Another is to ensure that the battery remains as close to room temperature as possible during the charge cycle. This reduces the strain on the chemical reactions inside the battery - hot temperatures caused by fast charging do reduce lifespans (although not signficantly as I'll note later), as do overcharging (a moot issue with today's smart microchip controlled chargers that automatically ramp down the input charge as the battery nears full capacity).


Let's now look at fast chargers. For today's rapid chargers, suppose you buy a 1 hour fast charger and push about 1-1.3A (yes, Amps, not the typical 500-700mA used in 2-3 hour chargers) through a Ni-Mh AA battery.

To wear the battery down to 90% total charge capacity vs. new, and assuming you don't bother completely discharging the battery every time to 0% (eg. discharge to about 20% remaining like most digicam users), you would have to run the battery through about 500 charge/discharge cycles before the total capacity drops by about 10%.

On a 1600mAh battery new, that would result in a 1440mAh equivalent after 500 such cycles.

Continuing until we reach 80% total charge capacity, you would have to run the battery for another 300 or so cycles (total of about 800 cycles) before that occurs.

On a 1600mAh battery new, that would result in a 1280mAh battery equivalent after 800 such cycles.

While these numbers are approximate, and calculated based on figures from older 1200-1300mAh Ni-Mh battery performance, you can expect the latest 1600mAh batteries to perform as well, if not better due to continued improvements in Ni-Mh battery chemistry and technologies involved.

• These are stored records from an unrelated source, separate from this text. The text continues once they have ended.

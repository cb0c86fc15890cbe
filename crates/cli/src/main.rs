//! PostApply CLI
//!
//! Main entry point for the postapply command-line tool.
//! Builds the local knowledge index and answers follow-up questions over it.

mod commands;

use anyhow::Context;
use clap::{Parser, Subcommand};
use commands::{AskCommand, EvalCommand, IndexCommand, RouteCommand};
use postapply_core::{config::AppConfig, logging};
use std::path::PathBuf;

/// PostApply - job application follow-up advice grounded in a local corpus
#[derive(Parser, Debug)]
#[command(name = "postapply")]
#[command(about = "Job application follow-up advice grounded in a local corpus", long_about = None)]
#[command(version)]
struct Cli {
    /// Path to workspace directory (default: current directory)
    #[arg(short, long, global = true, env = "POSTAPPLY_WORKSPACE")]
    workspace: Option<PathBuf>,

    /// Path to config file
    #[arg(short, long, global = true, env = "POSTAPPLY_CONFIG")]
    config: Option<PathBuf>,

    /// Log level (error, warn, info, debug, trace)
    #[arg(long, global = true, env = "RUST_LOG")]
    log_level: Option<String>,

    /// Enable verbose output (sets log level to debug)
    #[arg(short, long, global = true)]
    verbose: bool,

    /// Disable colored output
    #[arg(long, global = true, env = "NO_COLOR")]
    no_color: bool,

    /// Generation provider (ollama, echo)
    #[arg(short, long, global = true, env = "POSTAPPLY_PROVIDER")]
    provider: Option<String>,

    /// Generation model identifier
    #[arg(short, long, global = true, env = "POSTAPPLY_MODEL")]
    model: Option<String>,

    #[command(subcommand)]
    command: Commands,
}

#[derive(Subcommand, Debug)]
enum Commands {
    /// Build or inspect the vector index
    Index(IndexCommand),

    /// Ask a free-form question against the corpus
    Ask(AskCommand),

    /// Send a typed request through the query router
    Route(RouteCommand),

    /// Measure retrieval quality against labelled cases
    Eval(EvalCommand),
}

#[tokio::main]
async fn main() -> anyhow::Result<()> {
    let cli = Cli::parse();

    let config = AppConfig::load()
        .context("Failed to load configuration")?
        .with_overrides(
            cli.workspace,
            cli.config,
            cli.provider,
            cli.model,
            cli.log_level,
            cli.verbose,
            cli.no_color,
        );

    logging::init_logging(config.log_level.as_deref(), config.no_color)?;
    config.validate()?;

    tracing::info!("PostApply CLI starting");
    tracing::debug!("Workspace: {:?}", config.workspace);
    tracing::debug!("Provider: {} ({})", config.llm.provider, config.llm.model);
    tracing::debug!("Embeddings: {} ({})", config.embedding.provider, config.embedding.model);

    config.ensure_postapply_dir()?;

    let command_name = match &cli.command {
        Commands::Index(_) => "index",
        Commands::Ask(_) => "ask",
        Commands::Route(_) => "route",
        Commands::Eval(_) => "eval",
    };
    let _span = tracing::info_span!("command", name = command_name).entered();

    let result = match cli.command {
        Commands::Index(cmd) => cmd.execute(&config).await,
        Commands::Ask(cmd) => cmd.execute(&config).await,
        Commands::Route(cmd) => cmd.execute(&config).await,
        Commands::Eval(cmd) => cmd.execute(&config).await,
    };

    match &result {
        Ok(_) => tracing::info!("Command completed successfully"),
        Err(e) => tracing::error!("Command failed: {}", e),
    }

    result.with_context(|| format!("postapply {} failed", command_name))
}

Naturally, what does this mean for the average digicam user who uses a much slower 2-3 hour charger and a digicam that depletes the batteries an hour or two slower? Much longer useable lifespans of Ni-Mh batteries without any sort of conditioning or deep discharging -- in other words, even if you have a charger with deep discharging capabilities, you may never need it at all before the battery expires due to other reasons.

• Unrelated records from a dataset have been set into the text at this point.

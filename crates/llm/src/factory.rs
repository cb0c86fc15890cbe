//! LLM provider factory.
//!
//! Builds a generation client from the `llm` section of the application
//! configuration.

use crate::client::LlmClient;
use crate::providers::{OllamaClient, ScriptedClient};
use crate::types::ProviderType;
use postapply_core::config::LlmSettings;
use postapply_core::{AppError, AppResult};
use std::sync::Arc;
use std::time::Duration;

/// Create an LLM client from generation settings.
///
/// # Errors
/// Returns `AppError::Config` if the provider is unknown and `AppError::Llm`
/// if the HTTP client cannot be constructed.
pub fn create_client(settings: &LlmSettings) -> AppResult<Arc<dyn LlmClient>> {
    let provider = ProviderType::parse(&settings.provider).ok_or_else(|| {
        AppError::Config(format!("Unknown provider: {}", settings.provider))
    })?;

    tracing::debug!(provider = provider.as_str(), model = %settings.model, "Creating LLM client");

    match provider {
        ProviderType::Ollama => {
            let base_url = settings
                .endpoint
                .as_deref()
                .unwrap_or(OllamaClient::DEFAULT_BASE_URL);
            let client =
                OllamaClient::with_timeout(base_url, Duration::from_secs(settings.timeout_secs))?;
            Ok(Arc::new(client))
        }
        ProviderType::Echo => Ok(Arc::new(ScriptedClient::echo())),
    }
}
//! Embedding provider trait and factory.

use crate::embeddings::config::EmbeddingConfig;
use crate::embeddings::providers::{hashed::HashedProvider, ollama::OllamaProvider};
use postapply_core::{AppError, AppResult};
use std::sync::Arc;

/// Trait for embedding providers.
///
/// Implementations must return vectors of a single fixed dimension for their
/// whole lifetime.
#[async_trait::async_trait]
pub trait EmbeddingProvider: Send + Sync + std::fmt::Debug {
    /// Get provider name (e.g., "hashed", "ollama")
    fn provider_name(&self) -> &str;

    /// Get model identifier
    fn model_name(&self) -> &str;

    /// Get embedding dimensions
    fn dimensions(&self) -> usize;

    /// Generate embeddings for multiple texts in a batch.
    async fn embed_batch(&self, texts: &[String]) -> AppResult<Vec<Vec<f32>>>;

    /// Generate embedding for a single text (convenience method).
    async fn embed(&self, text: &str) -> AppResult<Vec<f32>> {
        let mut results = self.embed_batch(&[text.to_string()]).await?;
        results
            .pop()
            .ok_or_else(|| AppError::EmbeddingProvider("No embedding returned".to_string()))
    }
}

/// Create an embedding provider based on configuration.
pub fn create_provider(config: &EmbeddingConfig) -> AppResult<Arc<dyn EmbeddingProvider>> {
    config.validate()?;

    match config.provider.as_str() {
        "hashed" => Ok(Arc::new(HashedProvider::new(config.dimensions))),

        "ollama" => Ok(Arc::new(OllamaProvider::new(config)?)),

        _ => Err(AppError::Config(format!(
            "Unknown embedding provider: '{}'. Supported providers: hashed, ollama",
            config.provider
        ))),
    }
}
//! PostApply Core Library
//!
//! This crate provides the foundational utilities shared by every PostApply crate:
//! - Error handling (`AppError`, `AppResult`)
//! - Logging infrastructure
//! - Layered configuration

pub mod config;
pub mod error;
pub mod logging;

// Re-export commonly used types
pub use config::AppConfig;
pub use error::{AppError, AppResult};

Like all rechargable batteries, Ni-Mh batteries do have a shelflife of 3-5 years before they begin to naturally decay to the point where capacity is significantly reduced and/or chemistry becomes unusable.

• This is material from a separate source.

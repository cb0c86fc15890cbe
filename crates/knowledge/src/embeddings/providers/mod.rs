//! Embedding provider implementations.

pub mod hashed;
pub mod ollama;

You simply replace them at that point.


A very important note to make on Ni-Mh batteries is that there is a distinct tradeoff between slow and fast charging and maximum lifespan and total capacity!

Ni-Mh batteries possess the longest lifespan when slow charged (10+ hours). However, due the chemistry involved, the total capacity will be less.

A rapid charged battery (1-3 hours) will possess a shorter lifespan, but much higher capacity.

Given that a rapidly charged AA battery of about 1200-1300mAh (from above) will last about 500-800 charge/discharge cycles when charged in a very rapid 1 hour (1Amp+) charger, and that the typical use of these batteries in a digicam or other modern electronic devices requires higher capacities for longer runtimes, the best approach for most people will be to rapid charge Ni-Mh batteries as close to room temperature as possible.

Those using Ni-Mh batteries in a TV/VCR remote controller, clock or other low-drain device would achieve longer lifespans with a 8+ hour overnight charger, but the battery chemistry may just decay during the passing years of use to the point where you may not even be able to use that extra time in time.

In the end, Ni-Mh AAs are only ~$10 USD for a set of 4 that last 500-800 long cycles rapidly charged.